Business Background:

  • To keep this brief - I suggest reading the write-up from last August by “andrew152”. The author does a good job explaining the company’s cash management software. I’m more bullish than the author and my differentiated view comes from this recent change in the accounting of the employee bonus plan, which I personally feel is the most underrated aspect of the thesis which I have not seen discussed and I’m sure the market is missing this. 

 

Explanation of the long-term bonus plan:

  • I’m going to reproduce the company’s explanation below so you don’t have to hunt for it. Basically, Namyss wanted to align incentives with its employees, and since they do not give stock options and such, they made a pledge to give 15% of company’s value to “employees and officers” in the event of sale. 

 

  • No change of control imminent, so the company decided to terminate the plan and settle-up early (by end of 2020) by paying out the value to employees now. 

 

  • I understand the viewpoint that all of this was too much value to give away to employees, in particular the COO. For context, Namsys doesn’t award stock options so this was the first (and only) dilutive event for the company. Anyways - I don’t think that debate is relevant anymore; now that’s been paid out it is in the past and no longer a major question mark hanging over valuation.

 

Explanation from the Company: Reproduced here 

 

“The Long Term Bonus Plan for Employees (the “Bonus Plan”) established June 29, 2015 and amended July 2, 2019, was put in place to ensure that the key personnel in the development and maintenance of the Company’s “SaaS” offerings were rewarded for their diligence and knowledge. The trigger for payment under the Bonus Plan was a change of control of the Company or December 31, 2021, whichever occurred first.

 

The Bonus Plan, however, did not anticipate that under IFRS Accounting Rules, the ultimate cost of the Bonus Plan would be amortized as Employment expense over the period July 2019 to December 31, 2021, adjusted quarterly for changes in the value of the Bonus Plan based on the average stock market price of the Company’s shares during that period.

 

The senior management and the Board of Directors, excluding Mr. Jason Siemens, who is a beneficiary of the Bonus Plan and is therefore conflicted, determined it is in the best interest of the Company to terminate and pay out the Bonus Plan. Therefore, on October 30th, 2020 the Board of Directors, with the concurrence of the Bonus Plan Employees have terminated the Bonus Plan.”

 

Full Description of Material Change 

 

“Changes made to the Bonus Plan in the past few years resulted in the need for the Company to amortize the take-out amount through the end of fiscal 2021. This amortization has the effect of skewing the quarterly results by increasing the employment costs, particularly with the price of the Company’s shares in the market increasing. Accordingly, Management and the Board of Directors of Namsys took steps to terminate the Bonus Plan on October 30th, 2020.

 

The Bonus Plan was originally designed to pay out fifteen percent (15%) of the value of the Company if it was sold or amalgamated or if there was a change of control. In 2019 an amendment to the Bonus Plan set a termination date of the Plan at December 31, 2021. If a payout event had not happened before that date, the Bonus Plan was to be paid out on December 31, 2021. To eliminate the need to continually amortize the Bonus Plan payment, the Board of Directors (without the vote of Jason Siemens who is a beneficiary of the Bonus Plan), and with the concurrence of the Bonus Plan participants, formally terminated the Bonus Plan.

 

The payout agreed to on termination with the written concurrence of the Bonus Plan recipients was three-quarters cash and one quarter shares of Namsys priced at the 20-trade day weighed average of the stock price prior to October 30th (0.85/share). The cash amount has now been paid net of employment tax on the total value of the payout. The Namsys common share part of the payment has not yet been completed and the method of doing so has not been determined.

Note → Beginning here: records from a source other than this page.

//! Windows service integration
//!
//! The service itself never touches hotkeys. It launches the agent into the
//! interactive session, relays stop requests to the supervisor and logs what
//! the agent reports over the control channel.

mod install;
mod runner;

use std::io;

pub use install::{install, remove};
pub use runner::{run_dispatcher, ServiceArgs};

/// Name registered with the service manager
pub const SERVICE_NAME: &str = "Hotkeys";
/// Display name shown in the services console
pub const SERVICE_DISPLAY_NAME: &str = "Hotkeys Service";
/// Description shown in the services console
pub const SERVICE_DESCRIPTION: &str = "Binds Windows hotkeys to specific actions";

#[derive(Debug, thiserror::Error)]
pub enum ServiceError {
    #[error("cannot get executable path: {0}")]
    Executable(#[source] io::Error),

    #[error("cannot connect to service manager: {0}")]
    Connect(#[source] io::Error),

    #[error("service {SERVICE_NAME} already exists")]
    AlreadyExists,

    #[error("service {SERVICE_NAME} is not installed: {0}")]
    NotInstalled(#[source] io::Error),

    #[error("cannot create service: {0}")]
    Create(#[source] io::Error),

    #[error("cannot set service description: {0}")]
    Describe(#[source] io::Error),

    #[error("failed to delete service: {0}")]
    Delete(#[source] io::Error),

    #[error("service control dispatcher: {0}")]
    Dispatcher(#[source] io::Error),

    #[error("register control handler: {0}")]
    Register(#[source] io::Error),

    #[error("build runtime: {0}")]
    Runtime(#[source] io::Error),
}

However, if the Company decides to do so by issuing shares from the treasury, the matter will be put to shareholders for approval at our Annual Meeting planned for April, 2021.”

 

Impact on Financials

 

Since my differentiated pitch leans heavily on making accounting adjustments not reflected in the current financials - below I’ve reproduced the trailing earnings for the last 2 years. 

 

You’ll notice that I showed the earnings down to EBIT as presented in the company filings, and below that with the non-cash bonus plan expense added back. They were running this expense through the cost of sales line (depressing gross margins) and through selling and G&A lines (further depressing operating income). 

 

 

Estimate for 2022 earnings potential and margin expansion

  • The way I get to my earnings estimate of $3M in EBITDA-Capex in 2022 is as follows:

    • FY2020 revenue was $4.7M, or +15% during a pandemic year. 2021 will be better as some business was delayed, so I’m assuming +17.5% growth this year, and then we return to a conservative pandemic level growth of +15% in 2022 to get you to $6.4M in revenue. 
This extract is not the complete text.